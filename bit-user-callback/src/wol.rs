use crate::error::CallbackError;
use mac_address::MacAddress;
use std::future::Future;
use std::net::{Ipv4Addr, Ipv6Addr, SocketAddr};
use tokio::net::UdpSocket;
use tracing::{info, warn};

/// 6 x 0xFF followed by 16 copies of the MAC address.
pub const MAGIC_PACKET_LEN: usize = 102;

#[derive(Debug, thiserror::Error)]
pub enum WolError {
    #[error("no valid hardware address to wake")]
    MissingHardwareAddress,
    #[error("socket error: {0}")]
    Io(#[from] std::io::Error),
    #[error("short send: {sent} of 102 bytes")]
    ShortSend { sent: usize },
}

/// Transmits one magic packet.
pub trait WolSender {
    fn send(
        &self,
        mac: Option<MacAddress>,
        local: Option<SocketAddr>,
        remote: SocketAddr,
    ) -> impl Future<Output = Result<(), WolError>>;
}

pub fn magic_packet(mac: MacAddress) -> [u8; MAGIC_PACKET_LEN] {
    let mut pkt = [0xFFu8; MAGIC_PACKET_LEN];
    for chunk in pkt[6..].chunks_exact_mut(6) {
        chunk.copy_from_slice(&mac.bytes());
    }
    pkt
}

/// UDP sender with broadcast enabled.
#[derive(Debug, Clone, Copy, Default)]
pub struct UdpWolSender;

impl WolSender for UdpWolSender {
    async fn send(
        &self,
        mac: Option<MacAddress>,
        local: Option<SocketAddr>,
        remote: SocketAddr,
    ) -> Result<(), WolError> {
        let mac = mac.ok_or(WolError::MissingHardwareAddress)?;
        let pkt = magic_packet(mac);

        let bind_addr = local.unwrap_or_else(|| match remote {
            SocketAddr::V4(_) => SocketAddr::from((Ipv4Addr::UNSPECIFIED, 0)),
            SocketAddr::V6(_) => SocketAddr::from((Ipv6Addr::UNSPECIFIED, 0)),
        });
        let sock = UdpSocket::bind(bind_addr).await?;
        sock.set_broadcast(true)?;

        let sent = sock.send_to(&pkt, remote).await?;
        if sent != pkt.len() {
            return Err(WolError::ShortSend { sent });
        }
        Ok(())
    }
}

/// Resolve `host:port` text to the first matching socket address.
async fn resolve(role: &'static str, addr: &str) -> Result<SocketAddr, CallbackError> {
    let invalid = |source| CallbackError::InvalidEndpoint { role, addr: addr.to_string(), source };

    tokio::net::lookup_host(addr)
        .await
        .map_err(invalid)?
        .next()
        .ok_or_else(|| invalid(std::io::Error::new(std::io::ErrorKind::NotFound, "no address found")))
}

/// Sends the wake packet for one poll session.
pub struct WakeEmitter<'a, W> {
    sender: &'a W,
    mac: &'a str,
    local: &'a str,
    remote: &'a str,
}

impl<'a, W: WolSender> WakeEmitter<'a, W> {
    pub fn new(sender: &'a W, mac: &'a str, local: &'a str, remote: &'a str) -> Self {
        Self { sender, mac, local, remote }
    }

    /// Resolve the endpoints and send one magic packet.
    ///
    /// An unparseable MAC address is only warned about here; the sender then
    /// fails on the missing address.
    pub async fn wake(&self) -> Result<(), CallbackError> {
        let remote = resolve("remote", self.remote).await?;
        let local = if self.local.is_empty() {
            None
        } else {
            Some(resolve("local", self.local).await?)
        };

        let mac = match self.mac.parse::<MacAddress>() {
            Ok(mac) => Some(mac),
            Err(e) => {
                warn!("could not parse {:?} as a valid MAC address: {}", self.mac, e);
                None
            }
        };

        info!("sending wake packet to {} via {}", self.mac, remote);
        self.sender
            .send(mac, local, remote)
            .await
            .map_err(|source| CallbackError::WakeSendFailed { mac: self.mac.to_string(), source })
    }
}
//! One-shot setup actions: writing a config template and installing the
//! callback link where Back In Time looks for it.

use crate::config::CallbackConfig;
use anyhow::{Context, Result};
use std::path::{Path, PathBuf};

/// Name Back In Time expects for the callback executable.
pub const CALLBACK_LINK_NAME: &str = "user-callback";

/// Write the default configuration to `path`.
pub async fn generate_config(path: &Path) -> Result<()> {
    CallbackConfig::template()
        .save_to(path)
        .await
        .context("failed to write configuration")?;
    Ok(())
}

/// Symlink the running executable into `dir` as `user-callback`.
pub fn install_link(dir: &Path) -> Result<PathBuf> {
    let exe = std::env::current_exe().context("could not determine executable path")?;
    std::fs::create_dir_all(dir)
        .with_context(|| format!("could not create {}", dir.display()))?;

    let link = dir.join(CALLBACK_LINK_NAME);
    symlink(&exe, &link).with_context(|| format!("could not create symbolic link {}", link.display()))?;
    Ok(link)
}

#[cfg(unix)]
fn symlink(target: &Path, link: &Path) -> std::io::Result<()> {
    std::os::unix::fs::symlink(target, link)
}

#[cfg(not(unix))]
fn symlink(_target: &Path, _link: &Path) -> std::io::Result<()> {
    Err(std::io::Error::new(
        std::io::ErrorKind::Unsupported,
        "Back In Time callbacks are only supported on unix",
    ))
}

★ ★ ★

» **Your objective**
Repeat, exactly as they stand above, the lines from the line with "use mac_address::MacAddress;" to the line with "pub enum WolError", both lines included.

» **Answer box**
use mac_address::MacAddress;
use std::future::Future;
use std::net::{Ipv4Addr, Ipv6Addr, SocketAddr};
use tokio::net::UdpSocket;
use tracing::{info, warn};

/// 6 x 0xFF followed by 16 copies of the MAC address.
pub const MAGIC_PACKET_LEN: usize = 102;

#[derive(Debug, thiserror::Error)]
pub enum WolError {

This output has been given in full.